[DATASET EXTRACT]

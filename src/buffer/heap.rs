//! DMA-heap backed allocator with a memfd fallback

use std::collections::HashMap;
use std::ffi::CString;
use std::fs::{File, OpenOptions};
use std::os::fd::{AsRawFd, FromRawFd, OwnedFd, RawFd};
use std::path::Path;
use std::sync::atomic::{AtomicU64, Ordering};
use std::sync::Mutex;

use memmap2::{MmapMut, MmapOptions};
use tracing::{debug, info, warn};

use super::{Allocation, BufferAllocator, BufferHandle, BufferSpec};
use crate::error::{Error, Result};

const DMA_HEAP_PATH: &str = "/dev/dma_heap/system";

#[repr(C)]
struct DmaHeapAllocationData {
    len: u64,
    fd: u32,
    fd_flags: u32,
    heap_flags: u64,
}

#[repr(C)]
struct DmaBufSync {
    flags: u64,
}

const DMA_BUF_SYNC_RW: u64 = 3;
const DMA_BUF_SYNC_START: u64 = 0;
const DMA_BUF_SYNC_END: u64 = 4;

nix::ioctl_readwrite!(dma_heap_alloc, b'H', 0x0, DmaHeapAllocationData);
nix::ioctl_write_ptr!(dma_buf_sync, b'b', 0, DmaBufSync);

enum Backing {
    DmaBuf(File),
    Memfd(File),
    Imported(RawFd),
}

impl Backing {
    fn fd(&self) -> RawFd {
        match self {
            Backing::DmaBuf(file) | Backing::Memfd(file) => file.as_raw_fd(),
            Backing::Imported(fd) => *fd,
        }
    }
}

struct Entry {
    backing: Backing,
    len: usize,
}

/// Allocates shareable buffers from the system DMA heap.
///
/// Hosts without `/dev/dma_heap` get anonymous memfd buffers instead, which
/// the software transforms handle the same way but a capture driver cannot
/// import.
pub struct HeapAllocator {
    heap: Option<File>,
    entries: Mutex<HashMap<BufferHandle, Entry>>,
    next: AtomicU64,
}

impl HeapAllocator {
    pub fn new() -> Self {
        let heap = match OpenOptions::new().read(true).write(true).open(DMA_HEAP_PATH) {
            Ok(file) => {
                info!("Allocating buffers from {}", DMA_HEAP_PATH);
                Some(file)
            }
            Err(e) => {
                warn!("{} unavailable ({}), falling back to memfd", DMA_HEAP_PATH, e);
                None
            }
        };
        Self::with_heap(heap)
    }

    pub fn memfd_only() -> Self {
        Self::with_heap(None)
    }

    pub fn with_heap_path(path: impl AsRef<Path>) -> Result<Self> {
        let file = OpenOptions::new().read(true).write(true).open(path)?;
        Ok(Self::with_heap(Some(file)))
    }

    fn with_heap(heap: Option<File>) -> Self {
        Self {
            heap,
            entries: Mutex::new(HashMap::new()),
            next: AtomicU64::new(1),
        }
    }

    fn entries(&self) -> std::sync::MutexGuard<'_, HashMap<BufferHandle, Entry>> {
        self.entries
            .lock()
            .unwrap_or_else(|poisoned| poisoned.into_inner())
    }

    fn alloc_dmabuf(heap: &File, len: usize) -> Result<File> {
        let mut data = DmaHeapAllocationData {
            len: len as u64,
            fd: 0,
            fd_flags: (libc::O_RDWR | libc::O_CLOEXEC) as u32,
            heap_flags: 0,
        };
        unsafe { dma_heap_alloc(heap.as_raw_fd(), &mut data) }
            .map_err(|e| Error::errno("DMA_HEAP_IOCTL_ALLOC", e))?;
        // The heap hands back a new descriptor that we now own.
        Ok(unsafe { File::from_raw_fd(data.fd as RawFd) })
    }

    fn alloc_memfd(len: usize) -> Result<File> {
        let name = CString::new("hdmirx-buffer")
            .map_err(|e| Error::Allocation(e.to_string()))?;
        let raw = unsafe { libc::memfd_create(name.as_ptr(), libc::MFD_CLOEXEC) };
        if raw < 0 {
            return Err(Error::device("memfd_create", std::io::Error::last_os_error()));
        }
        let file = File::from(unsafe { OwnedFd::from_raw_fd(raw) });
        file.set_len(len as u64)?;
        Ok(file)
    }

    fn next_handle(&self) -> BufferHandle {
        BufferHandle(self.next.fetch_add(1, Ordering::Relaxed))
    }
}

impl Default for HeapAllocator {
    fn default() -> Self {
        Self::new()
    }
}

impl BufferAllocator for HeapAllocator {
    fn allocate(&self, spec: &BufferSpec) -> Result<Allocation> {
        let len = crate::utils::align_up_usize(spec.byte_len(), page_size::get());
        if len == 0 {
            return Err(Error::InvalidArgument(format!("empty buffer spec {spec:?}")));
        }

        let backing = match &self.heap {
            Some(heap) => Backing::DmaBuf(Self::alloc_dmabuf(heap, len)?),
            None => Backing::Memfd(Self::alloc_memfd(len)?),
        };
        let handle = self.next_handle();
        let fd = backing.fd();
        self.entries().insert(handle, Entry { backing, len });

        debug!(%handle, fd, len, format = ?spec.format, "allocated buffer");
        Ok(Allocation {
            handle,
            fd,
            len,
            stride: spec.stride(),
        })
    }

    fn free(&self, handle: BufferHandle) {
        // Dropping the entry closes the descriptor.
        if self.entries().remove(&handle).is_none() {
            warn!(%handle, "free of unknown buffer");
        }
    }

    fn import(&self, fd: RawFd, len: usize) -> Result<Allocation> {
        if fd < 0 {
            return Err(Error::InvalidArgument(format!("bad import fd {fd}")));
        }
        let handle = self.next_handle();
        self.entries().insert(
            handle,
            Entry {
                backing: Backing::Imported(fd),
                len,
            },
        );
        Ok(Allocation {
            handle,
            fd,
            len,
            stride: 0,
        })
    }

    fn release_import(&self, handle: BufferHandle) {
        self.entries().remove(&handle);
    }

    fn map(&self, handle: BufferHandle) -> Result<MmapMut> {
        let (fd, len) = {
            let entries = self.entries();
            let entry = entries
                .get(&handle)
                .ok_or_else(|| Error::InvalidArgument(format!("unknown buffer {handle}")))?;
            (entry.backing.fd(), entry.len)
        };
        let map = unsafe { MmapOptions::new().len(len).map_mut(fd) }?;
        Ok(map)
    }

    fn flush_cache(&self, handle: BufferHandle) -> Result<()> {
        let fd = match self.entries().get(&handle) {
            Some(Entry {
                backing: Backing::DmaBuf(file),
                ..
            }) => file.as_raw_fd(),
            Some(_) => return Ok(()),
            None => return Err(Error::InvalidArgument(format!("unknown buffer {handle}"))),
        };
        for flags in [
            DMA_BUF_SYNC_START | DMA_BUF_SYNC_RW,
            DMA_BUF_SYNC_END | DMA_BUF_SYNC_RW,
        ] {
            let sync = DmaBufSync { flags };
            unsafe { dma_buf_sync(fd, &sync) }
                .map_err(|e| Error::errno("DMA_BUF_IOCTL_SYNC", e))?;
        }
        Ok(())
    }
}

[/DATASET EXTRACT]

**TRY IT**
Your task is to reproduce the entire listing exactly as it appears.

**ANSWER TO THIS PROBLEM**
filename src/buffer/heap.rs
//! DMA-heap backed allocator with a memfd fallback

use std::collections::HashMap;
use std::ffi::CString;
use std::fs::{File, OpenOptions};
use std::os::fd::{AsRawFd, FromRawFd, OwnedFd, RawFd};
use std::path::Path;
use std::sync::atomic::{AtomicU64, Ordering};
use std::sync::Mutex;

use memmap2::{MmapMut, MmapOptions};
use tracing::{debug, info, warn};

use super::{Allocation, BufferAllocator, BufferHandle, BufferSpec};
use crate::error::{Error, Result};

const DMA_HEAP_PATH: &str = "/dev/dma_heap/system";

#[repr(C)]
struct DmaHeapAllocationData {
    len: u64,
    fd: u32,
    fd_flags: u32,
    heap_flags: u64,
}

#[repr(C)]
struct DmaBufSync {
    flags: u64,
}

const DMA_BUF_SYNC_RW: u64 = 3;
const DMA_BUF_SYNC_START: u64 = 0;
const DMA_BUF_SYNC_END: u64 = 4;

nix::ioctl_readwrite!(dma_heap_alloc, b'H', 0x0, DmaHeapAllocationData);
nix::ioctl_write_ptr!(dma_buf_sync, b'b', 0, DmaBufSync);

enum Backing {
    DmaBuf(File),
    Memfd(File),
    Imported(RawFd),
}

impl Backing {
    fn fd(&self) -> RawFd {
        match self {
            Backing::DmaBuf(file) | Backing::Memfd(file) => file.as_raw_fd(),
            Backing::Imported(fd) => *fd,
        }
    }
}

struct Entry {
    backing: Backing,
    len: usize,
}

/// Allocates shareable buffers from the system DMA heap.
///
/// Hosts without `/dev/dma_heap` get anonymous memfd buffers instead, which
/// the software transforms handle the same way but a capture driver cannot
/// import.
pub struct HeapAllocator {
    heap: Option<File>,
    entries: Mutex<HashMap<BufferHandle, Entry>>,
    next: AtomicU64,
}

impl HeapAllocator {
    pub fn new() -> Self {
        let heap = match OpenOptions::new().read(true).write(true).open(DMA_HEAP_PATH) {
            Ok(file) => {
                info!("Allocating buffers from {}", DMA_HEAP_PATH);
                Some(file)
            }
            Err(e) => {
                warn!("{} unavailable ({}), falling back to memfd", DMA_HEAP_PATH, e);
                None
            }
        };
        Self::with_heap(heap)
    }

    pub fn memfd_only() -> Self {
        Self::with_heap(None)
    }

    pub fn with_heap_path(path: impl AsRef<Path>) -> Result<Self> {
        let file = OpenOptions::new().read(true).write(true).open(path)?;
        Ok(Self::with_heap(Some(file)))
    }

    fn with_heap(heap: Option<File>) -> Self {
        Self {
            heap,
            entries: Mutex::new(HashMap::new()),
            next: AtomicU64::new(1),
        }
    }

    fn entries(&self) -> std::sync::MutexGuard<'_, HashMap<BufferHandle, Entry>> {
        self.entries
            .lock()
            .unwrap_or_else(|poisoned| poisoned.into_inner())
    }

    fn alloc_dmabuf(heap: &File, len: usize) -> Result<File> {
        let mut data = DmaHeapAllocationData {
            len: len as u64,
            fd: 0,
            fd_flags: (libc::O_RDWR | libc::O_CLOEXEC) as u32,
            heap_flags: 0,
        };
        unsafe { dma_heap_alloc(heap.as_raw_fd(), &mut data) }
            .map_err(|e| Error::errno("DMA_HEAP_IOCTL_ALLOC", e))?;
        // The heap hands back a new descriptor that we now own.
        Ok(unsafe { File::from_raw_fd(data.fd as RawFd) })
    }

    fn alloc_memfd(len: usize) -> Result<File> {
        let name = CString::new("hdmirx-buffer")
            .map_err(|e| Error::Allocation(e.to_string()))?;
        let raw = unsafe { libc::memfd_create(name.as_ptr(), libc::MFD_CLOEXEC) };
        if raw < 0 {
            return Err(Error::device("memfd_create", std::io::Error::last_os_error()));
        }
        let file = File::from(unsafe { OwnedFd::from_raw_fd(raw) });
        file.set_len(len as u64)?;
        Ok(file)
    }

    fn next_handle(&self) -> BufferHandle {
        BufferHandle(self.next.fetch_add(1, Ordering::Relaxed))
    }
}

impl Default for HeapAllocator {
    fn default() -> Self {
        Self::new()
    }
}

impl BufferAllocator for HeapAllocator {
    fn allocate(&self, spec: &BufferSpec) -> Result<Allocation> {
        let len = crate::utils::align_up_usize(spec.byte_len(), page_size::get());
        if len == 0 {
            return Err(Error::InvalidArgument(format!("empty buffer spec {spec:?}")));
        }

        let backing = match &self.heap {
            Some(heap) => Backing::DmaBuf(Self::alloc_dmabuf(heap, len)?),
            None => Backing::Memfd(Self::alloc_memfd(len)?),
        };
        let handle = self.next_handle();
        let fd = backing.fd();
        self.entries().insert(handle, Entry { backing, len });

        debug!(%handle, fd, len, format = ?spec.format, "allocated buffer");
        Ok(Allocation {
            handle,
            fd,
            len,
            stride: spec.stride(),
        })
    }

    fn free(&self, handle: BufferHandle) {
        // Dropping the entry closes the descriptor.
        if self.entries().remove(&handle).is_none() {
            warn!(%handle, "free of unknown buffer");
        }
    }

    fn import(&self, fd: RawFd, len: usize) -> Result<Allocation> {
        if fd < 0 {
            return Err(Error::InvalidArgument(format!("bad import fd {fd}")));
        }
        let handle = self.next_handle();
        self.entries().insert(
            handle,
            Entry {
                backing: Backing::Imported(fd),
                len,
            },
        );
        Ok(Allocation {
            handle,
            fd,
            len,
            stride: 0,
        })
    }

    fn release_import(&self, handle: BufferHandle) {
        self.entries().remove(&handle);
    }

    fn map(&self, handle: BufferHandle) -> Result<MmapMut> {
        let (fd, len) = {
            let entries = self.entries();
            let entry = entries
                .get(&handle)
                .ok_or_else(|| Error::InvalidArgument(format!("unknown buffer {handle}")))?;
            (entry.backing.fd(), entry.len)
        };
        let map = unsafe { MmapOptions::new().len(len).map_mut(fd) }?;
        Ok(map)
    }

    fn flush_cache(&self, handle: BufferHandle) -> Result<()> {
        let fd = match self.entries().get(&handle) {
            Some(Entry {
                backing: Backing::DmaBuf(file),
                ..
            }) => file.as_raw_fd(),
            Some(_) => return Ok(()),
            None => return Err(Error::InvalidArgument(format!("unknown buffer {handle}"))),
        };
        for flags in [
            DMA_BUF_SYNC_START | DMA_BUF_SYNC_RW,
            DMA_BUF_SYNC_END | DMA_BUF_SYNC_RW,
        ] {
            let sync = DmaBufSync { flags };
            unsafe { dma_buf_sync(fd, &sync) }
                .map_err(|e| Error::errno("DMA_BUF_IOCTL_SYNC", e))?;
        }
        Ok(())
    }
}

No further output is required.